Angkie yang diberikan kesempatan untuk menulis bukunya tersebut membuatnya untuk memberikan dampak luas kepada para disabilitas di Indonesia.
Menurutnya, masih banyak disabilitas yang tidak memiliki NIK. Itu diperjuangkan. Karena dibalik keterbatasan ada kelebihan. Mereka maupun dirinya ingin diberikan kesempatan yang sama.
“Jadi buku itu dibuat selama 1 tahun enam bulan. Pengalaman seperti olah rasa, melihat, memandang, apa yang kita lihat dan dialami ditulis. Tipsnya adalah menulis setiap hari apa yang dirasakan,” ungkapnya.

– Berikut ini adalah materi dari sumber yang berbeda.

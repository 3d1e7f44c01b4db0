//! nastro
//!
//! Multi-provider equities market-data ingestion core. Streaming events flow
//! from a provider adapter through the optional canonicalizing publisher into
//! a bounded [`pipeline::EventPipeline`] drained by a single batched consumer
//! writing to a durable sink. Historical data flows through the
//! [`composite::CompositeHistorical`] fallback chain into per-job backfill
//! pipelines; reconnect gaps trigger fills automatically, and integrity
//! findings drive circuit-broken resubscription.
//!
//! - `pipeline`: bounded backpressured queue, batched consumer, flusher.
//! - `publish`: publisher trait and the canonicalizing decorator.
//! - `streaming`: WebSocket lifecycle, heartbeat, reconnection.
//! - `composite`: priority-ordered historical fallback.
//! - `backfill`: service, one-slot coordinator, status, progress, gap fill.
//! - `resubscribe`: integrity-driven recovery with circuit breakers.
#![warn(missing_docs)]

pub mod backfill;
pub mod composite;
pub mod pipeline;
pub mod publish;
pub mod resubscribe;
pub mod streaming;

pub use backfill::{BackfillCoordinator, BackfillService, GapFillTrigger, ProgressTracker};
pub use composite::CompositeHistorical;
pub use pipeline::{EventPipeline, PipelineMetrics};
pub use publish::{
    AtomicCanonMetrics, CanonMetricsSink, CanonicalizingPublisher, EventPublisher,
    NoopCanonMetrics,
};
pub use resubscribe::{AutoResubscribePolicy, CircuitState, PolicySnapshot, ResubscribeOutcome};
pub use streaming::{StreamAdapter, StreamClient};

Ketika stigma itu terjadi, tidak mudah merubah bagi penyandang disabilitas. Tetapi bagaimana implementasi masyarakat, toleransi, dan tenggang rasanya, menjadikan disabilitas sebagai teman. Mendapat pekerjaan sama dan lainnya.
Kemudian etika dalam berinteraksi dengan disabilitas, jangan memandang hanya satu titiknya, jangan mendorong, dan sebaliknya rangkul disabilitas.
Di keluarganya pun Angkie menerapkan inklusi tersebut, tentang bagaimana mengedukasi anak-anak dengan keterbatasan seorang ibu yang tidak bisa mendengar.